Pero después iba a ir viendo cuán sinceros eran todos ellos. Poco a poco fueron saliendo del cementerio, siendo los últimos mis hijos, mi esposa y mi suegra, que no se quería ir de allí. Pero al final se la llevaron. Y me quedé solo, mirando como abandonaban el cementerio, cómo los empleados cerraban las puertas, y se instalaba el silencio en el lugar. La noche fue cayendo poco a poco. En mi primera noche allí yo pensaba que iba a ver algo de movimiento. No creía ser el único muerto del día, y la calle en que me habían enterrado había tumbas recientemente utilizadas. Allí había más gente. Pero no vi a nadie. “Es curioso”, pensé, “debo ser el único muerto vivo en todo el cementerio”.

Cuando me cansé de estar esperando a que ocurriera algo, pero sin que nada ocurriera, me fui del cementerio. No sé cómo, pero me bastó pensar en mi casa para encontrarme allí. Allí eran todo caras largas. Mis hijos se quedaron esa noche en casa, como cuando estaban solteros. Acompañaron a mi ex4 y a su madre, le dieron conversación. Servando le dijo que no se preocupara, que se ocuparía él de todo el papeleo. Selene estuvo muy cariñosa con las dos viejecitas entrañables, grupo en el que ella misma empezaba a estar, también. Ella se jubilaría ese mismo año.

 Estuvieron casi toda la noche charlando de lo buen padre y marido, e incluso yerno, había sido yo. “Broncas aparte”, pensé.

 Pero la vida sigue igual.
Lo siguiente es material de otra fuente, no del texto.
//! Transport abstraction
//!
//! The capture pipeline, the sender and the replay scheduler talk to CAN
//! hardware only through the [`Transport`] trait. A driver binding opens
//! channels, sets bus parameters and moves frames; everything else in this
//! crate is driver independent.

use std::fmt;
use std::time::Duration;

use crate::types::{Frame, Result};

pub mod virtual_bus;

pub use virtual_bus::VirtualBus;

/// Timeout applied to blocking reads and writes
pub const TRANSPORT_TIMEOUT: Duration = Duration::from_millis(100);

/// Opaque handle to an open channel
#[derive(Debug, Clone, Copy, PartialEq, Eq, Hash, PartialOrd, Ord)]
pub struct ChannelHandle(pub u32);

impl fmt::Display for ChannelHandle {
    fn fmt(&self, f: &mut fmt::Formatter<'_>) -> fmt::Result {
        write!(f, "{}", self.0)
    }
}

/// A frame read from a channel, stamped by the driver
#[derive(Debug, Clone, Copy, PartialEq, Eq)]
pub struct ReceivedFrame {
    pub frame: Frame,
    /// Microseconds on the driver clock
    pub timestamp_us: u64,
}

/// Driver interface for CAN channels
pub trait Transport: Send + Sync {
    /// Open `channel`, optionally in FD mode
    fn open(&self, channel: u8, fd: bool) -> Result<ChannelHandle>;

    /// Set bus parameters. `data_bitrate` is given for FD channels only.
    fn configure(&self, handle: ChannelHandle, bitrate: u32, data_bitrate: Option<u32>) -> Result<()>;

    /// Go bus-on
    fn bus_on(&self, handle: ChannelHandle) -> Result<()>;

    /// Go bus-off
    fn bus_off(&self, handle: ChannelHandle) -> Result<()>;

    /// Transmit a frame, waiting up to `timeout` for the driver to accept it
    fn write(&self, handle: ChannelHandle, frame: &Frame, timeout: Duration) -> Result<()>;

    /// Wait up to `timeout` for a frame. `Ok(None)` means nothing arrived.
    fn read(&self, handle: ChannelHandle, timeout: Duration) -> Result<Option<ReceivedFrame>>;

    /// Release the channel
    fn close(&self, handle: ChannelHandle) -> Result<()>;
}
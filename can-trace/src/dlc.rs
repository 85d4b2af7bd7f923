//! DLC <-> payload length tables
//!
//! Classic CAN maps DLC 0-8 one to one onto the byte count. CAN FD reuses
//! codes 9-15 for the longer payload classes 12..64.

/// Maximum payload of a classic CAN frame
pub const CAN_MAX_DLEN: usize = 8;
/// Maximum payload of a CAN FD frame
pub const CANFD_MAX_DLEN: usize = 64;
/// Returned by [`len_to_dlc`] for lengths no DLC can express
pub const INVALID_DLC: u8 = 0xFF;

const DLC_TO_LEN: [u8; 16] = [0, 1, 2, 3, 4, 5, 6, 7, 8, 12, 16, 20, 24, 32, 48, 64];

/// Payload length for a DLC. Only the low nibble is considered.
pub fn dlc_to_len(dlc: u8) -> u8 {
    DLC_TO_LEN[usize::from(dlc & 0x0F)]
}

/// Smallest DLC whose payload class holds `len` bytes, or [`INVALID_DLC`]
/// when `len` exceeds 64.
pub fn len_to_dlc(len: usize) -> u8 {
    if len > CANFD_MAX_DLEN {
        return INVALID_DLC;
    }
    match DLC_TO_LEN.iter().position(|&class| usize::from(class) >= len) {
        Some(dlc) => dlc as u8,
        None => INVALID_DLC,
    }
}

/// Variant of [`len_to_dlc`] that saturates at DLC 15.
pub fn len_to_dlc_saturating(len: u8) -> u8 {
    match len_to_dlc(usize::from(len)) {
        INVALID_DLC => 0x0F,
        dlc => dlc,
    }
}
Recordé la sabiduría de mi tío Prudencio, cuando viniendo de enterrar a su madre, me dijo frente a una cervecería: “Ángel, el muerto al hoyo, y el vivo al bollo. Anda, vamos a tomarnos una cerveza”.

 NOTAS.-

1Moverme sin ayuda de otras personas o máquinas.

 2Artículo 853.

 3Andando el tiempo me enteraría de que mis libros se habían leído más de lo que yo creía. Muchos de mis llorosos acompañantes habían sido fieles lectores de mis libros. Muchos incluso habían puesto a sus hijos los nombres de Ambrosio o Elsa, en memoria de los personajes de mi Ópera Prima, El amo de casa.

 4Bueno, tengo toda una eternidad para acostumbrarme a eso, pues era mi esposa hasta que la muerte nos separó. Pero sesenta y dos años años llamándola amada esposa son muchos para que ahora, a los dos días la llame ex.